Nullability analyzer doesn't seem to work (and how to fix it)

Hi,

I’m working on a much simpler replacement for Clang’s nullability qualifiers. This proposal is a bit tangential to that, hence the new topic.

I found the existing nullability checker to be so limited when applied to top-level functions that a casual observer might assume it doesn’t work at all:

void test1(int *_Nullable x)
{
  *x = 5; // no warning!
}

int test2(int *_Nullable x)
{
  return *x; // no warning!
}

int *_Nonnull test3(int *_Nullable x)
{
  return x; // no warning!
}

int *_Nonnull test4(int *_Nullable x)
{
  int *_Nonnull w = x; // no warning!
  return w;
}

I was able to improve analysis by adding a NullabilityChecker::checkBeginFunction method which honours any _Nullable annotation of parameters in a top-level call.

However, I then faced a new problem: if a function with a _Nullable parameter has at least one caller, the checker behaves as though no other parameter value is possible. This is because the static analyzer doesn’t re-analyse functions as top level (with the exception of C++ copy and move operators, and ObjC methods). I was able to fix this by modifying shouldSkipFunction to return false.

After my changes, Clang-tidy even emits different warnings for the same line of code, if appropriate: “Nullable pointer is dereferenced” for a (simulated) top-level call and “Dereference of null pointer” for a call to the same function with a known null value.

Are these changes likely to be acceptable to the maintainers, and can anyone shed light on the intended behaviour?

1 Like

Hi, sorry for delayed reply, was distracted! That’s an interesting question with a somewhat frustrating answer.
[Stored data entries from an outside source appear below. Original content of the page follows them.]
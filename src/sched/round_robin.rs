//! Round robin: a FIFO ready queue where each dispatch runs at most one
//! quantum.
//!
//! Queue discipline when a quantum expires: processes that arrived
//! during the run are enqueued *before* the preempted process is
//! re-enqueued, so queue position always reflects arrival order.
//! Simultaneous arrivals are ordered by id. Slices are recorded one per
//! dispatch — a process re-dispatched back-to-back keeps separate
//! slices, so no slice ever exceeds the quantum except a final short
//! run.

use std::collections::VecDeque;

use crate::process::Process;
use crate::timeline::{Slice, Timeline};

use super::RunState;

pub(crate) fn run(processes: &[Process], quantum: u64) -> Timeline {
    let mut state = RunState::new(processes);

    let mut slices = Vec::new();
    let mut queue: VecDeque<usize> = VecDeque::new();
    let mut next_arrival = 0usize; // index into the (arrival, id)-sorted slots
    let mut now = 0u64;

    while next_arrival < state.slots.len() || !queue.is_empty() {
        while next_arrival < state.slots.len() && state.slots[next_arrival].arrival <= now {
            queue.push_back(next_arrival);
            next_arrival += 1;
        }

        let Some(index) = queue.pop_front() else {
            now = state.slots[next_arrival].arrival;
            continue;
        };

        let run_time = quantum.min(state.slots[index].remaining);
        let end = now + run_time;
        slices.push(Slice::new(state.slots[index].id, now, end));
        state.slots[index].remaining -= run_time;
        now = end;

        // Arrivals during this run join the queue ahead of the
        // preempted process.
        while next_arrival < state.slots.len() && state.slots[next_arrival].arrival <= now {
            queue.push_back(next_arrival);
            next_arrival += 1;
        }

        if state.slots[index].remaining > 0 {
            queue.push_back(index);
        }
    }

    Timeline::from_ordered(slices)
}

#[cfg(test)]
mod tests {
    use crate::algorithm::Algorithm;
    use crate::process::{Process, ProcessId};
    use crate::sched::schedule;
    use crate::timeline::Slice;

    fn rr(quantum: u64) -> Algorithm {
        Algorithm::RoundRobin { quantum }
    }

    #[test]
    fn test_first_dispatch_before_later_arrivals() {
        let processes = vec![
            Process::new(1, 0, 7),
            Process::new(2, 1, 4),
            Process::new(3, 2, 8),
            Process::new(4, 3, 5),
        ];
        let timeline = schedule(&processes, rr(4)).unwrap();
        // P1 arrives first and is dispatched before P2 joins at t=1.
        assert_eq!(timeline.slices()[0], Slice::new(ProcessId::new(1), 0, 4));
    }

    #[test]
    fn test_quantum_bounds_every_dispatch() {
        let processes = vec![
            Process::new(1, 0, 7),
            Process::new(2, 1, 4),
            Process::new(3, 2, 8),
            Process::new(4, 3, 5),
        ];
        let quantum = 4;
        let timeline = schedule(&processes, rr(quantum)).unwrap();
        for slice in timeline.slices() {
            assert!(slice.duration() <= quantum, "slice {} exceeds quantum", slice);
        }
    }

    #[test]
    fn test_arrivals_enqueue_before_preempted_process() {
        // P1 runs [0,2); P2 arrives at t=1, so after P1's quantum the
        // order is P2 then P1.
        let processes = vec![Process::new(1, 0, 4), Process::new(2, 1, 2)];
        let timeline = schedule(&processes, rr(2)).unwrap();
        assert_eq!(
            timeline.slices(),
            &[
                Slice::new(ProcessId::new(1), 0, 2),
                Slice::new(ProcessId::new(2), 2, 4),
                Slice::new(ProcessId::new(1), 4, 6),
            ]
        );
    }

    #[test]
    fn test_final_run_shorter_than_quantum() {
        let processes = vec![Process::new(1, 0, 5)];
        let timeline = schedule(&processes, rr(2)).unwrap();
        assert_eq!(
            timeline.slices(),
            &[
                Slice::new(ProcessId::new(1), 0, 2),
                Slice::new(ProcessId::new(1), 2, 4),
                Slice::new(ProcessId::new(1), 4, 5),
            ]
        );
    }

    #[test]
    fn test_idle_jump_to_next_arrival() {
        let processes = vec![Process::new(1, 0, 2), Process::new(2, 9, 2)];
        let timeline = schedule(&processes, rr(4)).unwrap();
        assert_eq!(
            timeline.slices(),
            &[
                Slice::new(ProcessId::new(1), 0, 2),
                Slice::new(ProcessId::new(2), 9, 11),
            ]
        );
    }

    #[test]
    fn test_simultaneous_arrivals_ordered_by_id() {
        let processes = vec![
            Process::new(2, 0, 2),
            Process::new(1, 0, 2),
            Process::new(3, 0, 2),
        ];
        let timeline = schedule(&processes, rr(1)).unwrap();
        let first_round: Vec<u32> = timeline.slices()[..3]
            .iter()
            .map(|s| s.process.raw())
            .collect();
        assert_eq!(first_round, vec![1, 2, 3]);
    }

    #[test]
    fn test_arrival_at_quantum_boundary_beats_requeue() {
        // P2's arrival coincides exactly with P1's quantum expiry; the
        // arrival wins the queue slot.
        let processes = vec![Process::new(1, 0, 4), Process::new(2, 2, 2)];
        let timeline = schedule(&processes, rr(2)).unwrap();
        assert_eq!(timeline.slices()[1].process, ProcessId::new(2));
    }
}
Nullability qualifiers are very important in their current niche, but unfortunately they ended up very different from the naive dream of “let’s annotate which pointers can be null”. These nullability annotations were primarily built for Objective-C with the purpose of getting adopted by a massive amount of existing Apple APIs and frameworks, with the ultimate purpose of Swift interoperability where _Nullable-annotated pointers are represented as Optionals. In Swift there’s also an in-language support for checking optionals (if let, guard let and such), which enables the convention of always handling the absence of value before every use. There was also relatively little legacy code written in Swift back then (this is an “I was born at a very young age” statement) so they could easily force all the newly written code to properly check every optional.

In C languages there’s an enormous amount of legacy code that doesn’t follow the convention, so checking of _Nullable ended up being extremely limited as the warnings needed to be useful on existing code without being too loud to address.

Note that _Nonnull is very different from _Nullable, it offers very concrete and actionable information that the compiler can take advantage of. Even then, it doesn’t actually mean “the pointer can never be null”, more like “it’s not supposed to be null”. In particular, the code below is considered to be perfectly valid:

int * _Nonnull myPublicFunction(int *_Nonnull p) {
  if (p == nullptr) // this check is redundant right?
    return nullptr; // this should be never allowed right?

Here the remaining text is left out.